▶ _Data records_

§

use serde::{Deserialize, Serialize};

/// A historical statistic that is either measured or unavailable.
///
/// `Unavailable` means the inputs could not support the statistic (too few
/// periods, a non-positive endpoint). It is distinct from a measured zero.
#[derive(Debug, Clone, Copy, PartialEq, Default, Serialize, Deserialize)]
#[serde(rename_all = "snake_case")]
pub enum Estimate {
    /// A measured value.
    Value(f64),
    /// Not enough usable data to compute the statistic.
    #[default]
    Unavailable,
}

impl Estimate {
    /// Wrap a computed value, treating non-finite results as unavailable.
    #[must_use]
    pub const fn from_finite(v: f64) -> Self {
        if v.is_finite() {
            Self::Value(v)
        } else {
            Self::Unavailable
        }
    }

    /// The measured value, if any.
    #[must_use]
    pub const fn value(self) -> Option<f64> {
        match self {
            Self::Value(v) => Some(v),
            Self::Unavailable => None,
        }
    }

    /// Legacy view that reports an unavailable statistic as 0.0.
    #[must_use]
    pub fn or_zero(self) -> f64 {
        self.value().unwrap_or(0.0)
    }

    /// Returns true when the statistic could not be computed.
    #[must_use]
    pub const fn is_unavailable(self) -> bool {
        matches!(self, Self::Unavailable)
    }
}

impl From<Option<f64>> for Estimate {
    fn from(v: Option<f64>) -> Self {
        v.map_or(Self::Unavailable, Self::from_finite)
    }
}
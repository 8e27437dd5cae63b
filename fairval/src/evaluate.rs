use fairval_core::{
    Assumptions, BaseRevenueSource, FairvalError, Instrument, ValuationInputs, ValuationReport,
    extract, summarize,
};

use crate::Fairval;

fn positive_override(value: Option<f64>, what: &str) -> Result<Option<f64>, FairvalError> {
    match value {
        Some(v) if !(v.is_finite() && v > 0.0) => Err(FairvalError::InvalidArg(format!(
            "{what} override must be positive, got {v}"
        ))),
        other => Ok(other),
    }
}

fn with_symbol(e: FairvalError, symbol: &str) -> FairvalError {
    match e {
        FairvalError::MissingData { field } => FairvalError::missing(format!("{field} for {symbol}")),
        other => other,
    }
}

impl Fairval {
    /// Value one instrument under the given assumptions.
    ///
    /// The quote and the annual income statement are essential: failing to
    /// fetch either fails the evaluation. The cash-flow statement is optional
    /// and its failure becomes a report warning. The balance sheet is only
    /// requested when no share count override is given, and then a failure
    /// to fetch it fails the evaluation with the provider error.
    ///
    /// # Errors
    /// - `InvalidArg` for invalid assumptions or non-positive overrides.
    /// - Routing errors (`NotFound`, `AllProvidersFailed`, ...) for the quote,
    ///   the income statement, or the balance sheet when it is needed.
    /// - `MissingData` when price, shares outstanding, or base revenue are
    ///   absent from otherwise successful responses.
    /// - `Domain` from the projection and comparison steps.
    #[cfg_attr(
        feature = "tracing",
        tracing::instrument(
            target = "fairval::evaluate",
            skip(self, assumptions, inputs),
            fields(symbol = %inst.symbol()),
        )
    )]
    pub async fn evaluate(
        &self,
        inst: &Instrument,
        assumptions: &Assumptions,
        inputs: &ValuationInputs,
    ) -> Result<ValuationReport, FairvalError> {
        assumptions.validate()?;
        let base_override = positive_override(inputs.base_revenue, "base revenue")?;
        let shares_override = positive_override(inputs.shares_outstanding, "shares outstanding")?;
        let symbol = inst.symbol_str().to_string();
        let mut warnings: Vec<String> = Vec::new();

        let quote = self.quote(inst).await?;
        let income = self.income_statement(inst, false).await?;

        let cashflow = match self.cashflow(inst, false).await {
            Ok(rows) => rows,
            Err(e) => {
                #[cfg(feature = "tracing")]
                tracing::warn!(target: "fairval::evaluate", error = %e, "cash-flow statement unavailable");
                warnings.push(format!("cash-flow statement unavailable: {e}"));
                Vec::new()
            }
        };

        // Without an override the balance sheet is the only share source.
        let shares = match shares_override {
            Some(s) => Some(s),
            None => extract::shares_outstanding(&self.balance_sheet(inst, false).await?),
        };

        let snapshot = extract::snapshot(
            extract::quote_price(&quote),
            shares,
            extract::quote_currency(&quote),
        )
        .map_err(|e| with_symbol(e, &symbol))?;

        let revenue = extract::revenue_series(&income);
        let net_income = extract::net_income_series(&income);
        let fcf = extract::free_cash_flow_series(&cashflow);
        let history = summarize(&revenue, &net_income, &fcf, &self.cfg.history_windows);
        for w in &history.insufficient_windows {
            warnings.push(format!(
                "{w}-year trailing figures unavailable: {} annual periods reported",
                history.periods_available
            ));
        }

        let (base_revenue, base_revenue_source) = match base_override {
            Some(b) => (b, BaseRevenueSource::UserInput),
            None => match history.latest_revenue.filter(|r| *r > 0.0) {
                Some(r) => (r, BaseRevenueSource::LatestReported),
                None => return Err(FairvalError::missing(format!("revenue for {symbol}"))),
            },
        };

        let result = fairval_core::evaluate(base_revenue, &snapshot, assumptions)?;
        #[cfg(feature = "tracing")]
        tracing::debug!(
            target: "fairval::evaluate",
            fair_value = result.blended_fair_value,
            verdict = %result.verdict,
            "valuation complete"
        );

        Ok(ValuationReport {
            symbol,
            quote: snapshot,
            base_revenue,
            base_revenue_source,
            assumptions: *assumptions,
            result,
            history,
            warnings,
        })
    }
}
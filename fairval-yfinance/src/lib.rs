//! fairval-yfinance
//!
//! Public connector that implements `FairvalConnector` on top of the `yfinance-rs`
//! client library. Exposes quotes and annual or quarterly financial statements
//! (income statement, balance sheet, cash flow).
#![warn(missing_docs)]

/// Adapter definitions and the production adapter backed by `yfinance-rs`.
pub mod adapter;

use std::sync::Arc;

#[cfg(feature = "test-adapters")]
use adapter::CloneArcAdapters;
use adapter::{RealAdapter, YfFundamentals, YfQuotes};
use async_trait::async_trait;
use fairval_core::{
    AssetKind, BalanceSheetRow, CashflowRow, FairvalError, IncomeStatementRow, Instrument, Quote,
    connector::{
        BalanceSheetProvider, CashflowProvider, ConnectorKey, FairvalConnector,
        IncomeStatementProvider, QuoteProvider,
    },
};

pub(crate) const NAME: &str = "fairval-yfinance";

#[cfg(not(feature = "test-adapters"))]
type AdapterArc = Arc<RealAdapter>;

#[cfg(feature = "test-adapters")]
type QuotesAdapter = Arc<dyn YfQuotes>;
#[cfg(not(feature = "test-adapters"))]
type QuotesAdapter = AdapterArc;

#[cfg(feature = "test-adapters")]
type FundamentalsAdapter = Arc<dyn YfFundamentals>;
#[cfg(not(feature = "test-adapters"))]
type FundamentalsAdapter = AdapterArc;

/// Public connector type. Production users will construct with `YfConnector::try_new_default()`.
pub struct YfConnector {
    quotes: QuotesAdapter,
    fundamentals: FundamentalsAdapter,
}

impl YfConnector {
    /// Static connector key for logs and error attribution.
    pub const KEY: ConnectorKey = ConnectorKey::new(NAME);

    fn looks_like_not_found(msg: &str) -> bool {
        let m = msg.to_ascii_lowercase();
        m.contains("not found") || m.contains("no data") || m.contains("no matches")
    }

    fn normalize_error(e: FairvalError, what: &str) -> FairvalError {
        match e {
            FairvalError::Connector { connector: _, msg } => {
                if Self::looks_like_not_found(&msg) {
                    FairvalError::not_found(what.to_string())
                } else {
                    FairvalError::connector(NAME, msg)
                }
            }
            FairvalError::Other(msg) => FairvalError::connector(NAME, msg),
            other => other,
        }
    }

    /// Build with a fresh `yfinance_rs::YfClient` inside.
    ///
    /// # Errors
    /// Returns `Connector` if the underlying HTTP or Yahoo client cannot be built.
    pub fn try_new_default() -> Result<Self, FairvalError> {
        let a = RealAdapter::try_new_default()?;
        Ok(Self::from_adapter(&a))
    }

    /// Build from an existing `yfinance_rs::YfClient`.
    #[must_use]
    pub fn new_with_client(client: yfinance_rs::YfClient) -> Self {
        let a = RealAdapter::new(client);
        Self::from_adapter(&a)
    }

    /// Build from a provided `reqwest::Client` by constructing a `yfinance_rs::YfClient`.
    ///
    /// Note: The provided client should enable a cookie store for yfinance auth/crumb flow.
    ///
    /// # Errors
    /// Returns an error if the internal `YfClient` cannot be constructed from the provided HTTP client.
    pub fn try_new_with_reqwest_client(http: reqwest::Client) -> Result<Self, FairvalError> {
        let a = RealAdapter::try_with_http(http)?;
        Ok(Self::from_adapter(&a))
    }

    /// For tests/injection (requires the `test-adapters` feature).
    ///
    /// Accepts a borrowed adapter to avoid unnecessary moves.
    #[cfg(feature = "test-adapters")]
    pub fn from_adapter<A: CloneArcAdapters + 'static>(adapter: &A) -> Self {
        Self {
            quotes: adapter.clone_arc_quotes(),
            fundamentals: adapter.clone_arc_fundamentals(),
        }
    }

    #[cfg(not(feature = "test-adapters"))]
    /// Build from a concrete `RealAdapter` by cloning it into shared handles.
    pub fn from_adapter(adapter: &RealAdapter) -> Self {
        let shared = Arc::new(adapter.clone());
        Self {
            quotes: Arc::clone(&shared),
            fundamentals: shared,
        }
    }
}

#[async_trait]
impl QuoteProvider for YfConnector {
    #[cfg_attr(
        feature = "tracing",
        tracing::instrument(
            target = "fairval::yfinance",
            skip(self, instrument),
            fields(symbol = %instrument.symbol()),
        )
    )]
    async fn quote(&self, instrument: &Instrument) -> Result<Quote, FairvalError> {
        let what = format!("quote for {}", instrument.symbol());
        let raw = self
            .quotes
            .fetch(std::slice::from_ref(&instrument.symbol_str().to_string()))
            .await
            .map_err(|e| Self::normalize_error(e, &what))?;
        raw.into_iter()
            .next()
            .ok_or_else(|| FairvalError::not_found(what))
    }
}

#[async_trait]
impl IncomeStatementProvider for YfConnector {
    #[cfg_attr(
        feature = "tracing",
        tracing::instrument(
            target = "fairval::yfinance",
            skip(self, instrument),
            fields(symbol = %instrument.symbol()),
        )
    )]
    async fn income_statement(
        &self,
        instrument: &Instrument,
        quarterly: bool,
    ) -> Result<Vec<IncomeStatementRow>, FairvalError> {
        let symbol = instrument.symbol_str();
        self.fundamentals
            .income_statement(symbol, quarterly)
            .await
            .map_err(|e| Self::normalize_error(e, &format!("fundamentals for {symbol}")))
    }
}

#[async_trait]
impl BalanceSheetProvider for YfConnector {
    async fn balance_sheet(
        &self,
        instrument: &Instrument,
        quarterly: bool,
    ) -> Result<Vec<BalanceSheetRow>, FairvalError> {
        let symbol = instrument.symbol_str();
        self.fundamentals
            .balance_sheet(symbol, quarterly)
            .await
            .map_err(|e| Self::normalize_error(e, &format!("fundamentals for {symbol}")))
    }
}

#[async_trait]
impl CashflowProvider for YfConnector {
    async fn cashflow(
        &self,
        instrument: &Instrument,
        quarterly: bool,
    ) -> Result<Vec<CashflowRow>, FairvalError> {
        let symbol = instrument.symbol_str();
        self.fundamentals
            .cashflow(symbol, quarterly)
            .await
            .map_err(|e| Self::normalize_error(e, &format!("fundamentals for {symbol}")))
    }
}

impl FairvalConnector for YfConnector {
    fn name(&self) -> &'static str {
        NAME
    }
    fn vendor(&self) -> &'static str {
        "Yahoo Finance"
    }

    // Statements only make sense for operating companies.
    fn supports_kind(&self, kind: AssetKind) -> bool {
        matches!(kind, AssetKind::Equity)
    }

    fn as_quote_provider(&self) -> Option<&dyn QuoteProvider> {
        Some(self as &dyn QuoteProvider)
    }
    fn as_income_statement_provider(&self) -> Option<&dyn IncomeStatementProvider> {
        Some(self as &dyn IncomeStatementProvider)
    }
    fn as_balance_sheet_provider(&self) -> Option<&dyn BalanceSheetProvider> {
        Some(self as &dyn BalanceSheetProvider)
    }
    fn as_cashflow_provider(&self) -> Option<&dyn CashflowProvider> {
        Some(self as &dyn CashflowProvider)
    }
}
use fairval_core::Capability;

use crate::Fairval;
use crate::fairval_router_method;

impl Fairval {
    fairval_router_method! {
        /// Fetch income statement rows; set `quarterly = true` for quarterly cadence.
        ///
        /// Valuation uses the annual cadence. Some providers report trailing
        /// values or partial periods which are passed through.
        method: income_statement(inst: &fairval_core::Instrument, quarterly: bool) -> Vec<fairval_core::IncomeStatementRow>,
        accessor: as_income_statement_provider,
        capability: Capability::IncomeStatement,
        call: income_statement(inst, quarterly)
    }

    fairval_router_method! {
        /// Fetch balance sheet rows; set `quarterly = true` for quarterly cadence.
        method: balance_sheet(inst: &fairval_core::Instrument, quarterly: bool) -> Vec<fairval_core::BalanceSheetRow>,
        accessor: as_balance_sheet_provider,
        capability: Capability::BalanceSheet,
        call: balance_sheet(inst, quarterly)
    }

    fairval_router_method! {
        /// Fetch cashflow rows; set `quarterly = true` for quarterly cadence.
        ///
        /// Sign conventions follow the source and are not adjusted; capital
        /// expenditures are usually negative.
        method: cashflow(inst: &fairval_core::Instrument, quarterly: bool) -> Vec<fairval_core::CashflowRow>,
        accessor: as_cashflow_provider,
        capability: Capability::Cashflow,
        call: cashflow(inst, quarterly)
    }
}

§

▶ _What you should do_
The expected result is every line from the material above that includes "MissingData".

▶ _Output below_
        FairvalError::MissingData { field } => FairvalError::missing(format!("{field} for {symbol}")),
    /// - `MissingData` when price, shares outstanding, or base revenue are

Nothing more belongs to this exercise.